Saint Pirmin (latinized Pirminius, born before 700 ( according to many sources), died November 3, 753 in Hornbach), was a Merovingian-era monk and missionary.
He founded or restored numerous monasteries in Alemannia (Swabia),  especially in the Alsace, along the Upper Rhine and in the Lake Constance region.

Biography
Pirmin was probably from the area of Narbonne, possibly of Visigothic origin. Many Visigoths fled to Francia after the Arab conquest of Spain at the beginning of the 8th century.

From 718 onwards, he was abbot of the monastery Quortolodora in Antwerp (Austrasia) and, together with its pupils, the minister of the church inside the broch, Het Steen. (In the 12th century, this church was dedicated to Saint Walpurga.) After a while Pirmin was invited by count Rohingus to stay at his villa in Thommen, near Sankt Vith in the Ardennes.

Pirmin gained the favour of Charles Martel, mayor of the palace of Francia. He was sent to help rebuild Disentis Abbey in what is today Switzerland.  In 724, he was appointed abbot of Mittelzell Abbey on Reichenau Island, which had earlier founded. Later, for political reasons, he was banished to Alsace. In 753, he died in the abbey at Hornbach, where his body is entombed.

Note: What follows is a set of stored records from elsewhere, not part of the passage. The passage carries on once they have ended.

use std::{
    fs, io,
    path::{Path, PathBuf},
};

use anyhow::{anyhow, Context, Result};
use scanlog_core::{artifact_name, LogConfig};
use scanlog_observability::Span;
use serde::Serialize;
use sha2::{Digest, Sha256};

const ARTIFACT_EXT: &str = "png";

// 8-bit RGBA pixels, row-major, no padding.
#[derive(Debug, Clone)]
pub struct Image {
    width: u32,
    height: u32,
    rgba: Vec<u8>,
}

impl Image {
    pub fn from_rgba(width: u32, height: u32, rgba: Vec<u8>) -> Result<Self> {
        let expected = (width as usize)
            .checked_mul(height as usize)
            .and_then(|n| n.checked_mul(4))
            .ok_or_else(|| anyhow!("image dimensions overflow: {width}x{height}"))?;
        if width == 0 || height == 0 {
            return Err(anyhow!("image must not be empty: {width}x{height}"));
        }
        if rgba.len() != expected {
            return Err(anyhow!(
                "rgba buffer size mismatch: got {} bytes, expected {expected} for {width}x{height}",
                rgba.len()
            ));
        }
        Ok(Self {
            width,
            height,
            rgba,
        })
    }

    pub fn width(&self) -> u32 {
        self.width
    }

    pub fn height(&self) -> u32 {
        self.height
    }

    pub fn encode_png(&self) -> Result<Vec<u8>> {
        let mut out = Vec::new();
        {
            let mut enc = png::Encoder::new(&mut out, self.width, self.height);
            enc.set_color(png::ColorType::Rgba);
            enc.set_depth(png::BitDepth::Eight);
            let mut writer = enc.write_header().context("png header failed")?;
            writer
                .write_image_data(&self.rgba)
                .context("png encode failed")?;
        }
        Ok(out)
    }
}

#[derive(Debug, Clone, Copy, PartialEq, Eq, Serialize)]
pub enum ArtifactKind {
    Capture,
    Debug,
}

#[derive(Debug, Clone, Serialize)]
pub struct ArtifactInfo {
    pub path: PathBuf,
    pub bytes_written: usize,
    pub sha256: String,
}

fn sha256_hex(b: &[u8]) -> String {
    hex::encode(Sha256::digest(b))
}

#[derive(Debug, Clone)]
pub struct ArtifactStore {
    trace_dir: PathBuf,
    capture_dir: PathBuf,
    debug_dir: PathBuf,
}

impl ArtifactStore {
    pub fn new(trace_dir: PathBuf, capture_dir: PathBuf, debug_dir: PathBuf) -> Self {
        Self {
            trace_dir,
            capture_dir,
            debug_dir,
        }
    }

    pub fn from_config(cfg: &LogConfig) -> Self {
        Self::new(cfg.data_dir.clone(), cfg.capture_dir(), cfg.debug_dir())
    }

    pub fn dir(&self, kind: ArtifactKind) -> &Path {
        match kind {
            ArtifactKind::Capture => &self.capture_dir,
            ArtifactKind::Debug => &self.debug_dir,
        }
    }

    // Encode `image` and write it as `<name><index>.png` under the directory
    // for `kind`, never overwriting an existing file.
    pub fn persist(&self, image: &Image, kind: ArtifactKind, name: &str) -> Result<ArtifactInfo> {
        let span = Span::start(
            &self.trace_dir,
            "Artifact",
            "ARTIFACT.persist",
            Some(serde_json::json!({
                "kind": kind,
                "name": name,
                "width": image.width(),
                "height": image.height(),
            })),
        );
        match self.persist_inner(image, kind, name) {
            Ok(info) => {
                span.ok(Some(serde_json::json!({
                    "path": info.path.display().to_string(),
                    "bytes": info.bytes_written,
                    "sha256": info.sha256,
                })));
                Ok(info)
            }
            Err(e) => {
                span.err_anyhow("io", "E_ARTIFACT_PERSIST", &e);
                Err(e)
            }
        }
    }

    fn persist_inner(&self, image: &Image, kind: ArtifactKind, name: &str) -> Result<ArtifactInfo> {
        let bytes = image.encode_png()?;
        let dir = self.dir(kind);
        fs::create_dir_all(dir)
            .with_context(|| format!("create artifact dir failed: {}", dir.display()))?;
        let path = artifact_name::unique_path(dir, name, ARTIFACT_EXT);
        fs::write(&path, &bytes)
            .with_context(|| format!("write artifact failed: {}", path.display()))?;
        Ok(ArtifactInfo {
            path,
            bytes_written: bytes.len(),
            sha256: sha256_hex(&bytes),
        })
    }

    // Delete files directly under the directory for `kind` whose name
    // matches `pattern`. A missing directory deletes nothing.
    pub fn clear(&self, kind: ArtifactKind, pattern: &str) -> Result<usize> {
        let dir = self.dir(kind);
        let entries = match fs::read_dir(dir) {
            Ok(e) => e,
            Err(e) if e.kind() == io::ErrorKind::NotFound => return Ok(0),
            Err(e) => {
                return Err(e)
                    .with_context(|| format!("list artifact dir failed: {}", dir.display()))
            }
        };

        let mut removed = 0usize;
        for ent in entries {
            let ent = ent.with_context(|| format!("list artifact dir failed: {}", dir.display()))?;
            let is_file = ent.file_type().map(|t| t.is_file()).unwrap_or(false);
            if !is_file {
                continue;
            }
            let name = ent.file_name();
            if !artifact_name::wildcard_match(pattern, &name.to_string_lossy()) {
                continue;
            }
            let p = ent.path();
            fs::remove_file(&p)
                .with_context(|| format!("delete artifact failed: {}", p.display()))?;
            removed += 1;
        }

        scanlog_observability::trace::event(
            &self.trace_dir,
            "Artifact",
            "ARTIFACT.clear",
            "ok",
            Some(serde_json::json!({"kind": kind, "pattern": pattern, "removed": removed})),
        );
        Ok(removed)
    }
}

#[cfg(test)]
mod tests {
    use super::*;

    fn tiny() -> Image {
        Image::from_rgba(2, 1, vec![255, 0, 0, 255, 0, 0, 255, 128]).expect("image")
    }

    fn store(root: &Path) -> ArtifactStore {
        ArtifactStore::new(root.to_path_buf(), root.join("Data"), root.join("Data").join("Debug"))
    }

    #[test]
    fn rejects_mismatched_buffers() {
        assert!(Image::from_rgba(2, 2, vec![0; 15]).is_err());
        assert!(Image::from_rgba(0, 2, vec![]).is_err());
    }

    #[test]
    fn persist_picks_fresh_index_and_reuses_gaps() {
        let td = tempfile::tempdir().expect("tempdir");
        let s = store(td.path());

        let a = s.persist(&tiny(), ArtifactKind::Capture, "slot icon").expect("first");
        let b = s.persist(&tiny(), ArtifactKind::Capture, "slot icon").expect("second");
        assert_eq!(a.path, td.path().join("Data").join("slot_icon0.png"));
        assert_eq!(b.path, td.path().join("Data").join("slot_icon1.png"));
        assert_eq!(a.sha256, b.sha256);
        assert_eq!(a.sha256.len(), 64);

        fs::remove_file(&a.path).expect("remove 0");
        let c = s.persist(&tiny(), ArtifactKind::Capture, "slot icon").expect("third");
        assert_eq!(c.path, a.path);

        let raw = fs::read(&c.path).expect("read png");
        assert_eq!(&raw[..8], b"\x89PNG\r\n\x1a\n");
        assert_eq!(raw.len(), c.bytes_written);
    }

    #[test]
    fn clear_matches_pattern_only() {
        let td = tempfile::tempdir().expect("tempdir");
        let s = store(td.path());
        s.persist(&tiny(), ArtifactKind::Debug, "mat").expect("0");
        s.persist(&tiny(), ArtifactKind::Debug, "mat").expect("1");
        s.persist(&tiny(), ArtifactKind::Debug, "icon").expect("icon");
        fs::write(s.dir(ArtifactKind::Debug).join("notes.txt"), b"keep").expect("notes");

        assert_eq!(s.clear(ArtifactKind::Debug, "mat*.png").expect("clear mats"), 2);
        assert_eq!(s.clear(ArtifactKind::Debug, "*.png").expect("clear rest"), 1);
        assert!(s.dir(ArtifactKind::Debug).join("notes.txt").exists());
    }

    #[test]
    fn clear_missing_dir_is_noop() {
        let td = tempfile::tempdir().expect("tempdir");
        let s = store(&td.path().join("never-created"));
        assert_eq!(s.clear(ArtifactKind::Capture, "*.png").expect("clear"), 0);
        assert_eq!(s.clear(ArtifactKind::Debug, "*.png").expect("clear"), 0);
    }
}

Missionary and other activities
Pirmin's missionary work mainly took place in the Alsace and the upper area of the Rhine and the Danube. Besides actively preaching and converting, he also founded or reformed many monasteries, such as those at Amorbach, Gengenbach, Murbach, Wissembourg, Marmoutier, Neuweiler, and Reichenau. Pirmin secured endowments from area nobility: Odilo of Bavaria financed the foundation of Niederaltaich Abbey, Werner I of what became the Salian dynasty endowed the new abbey at Hornbach.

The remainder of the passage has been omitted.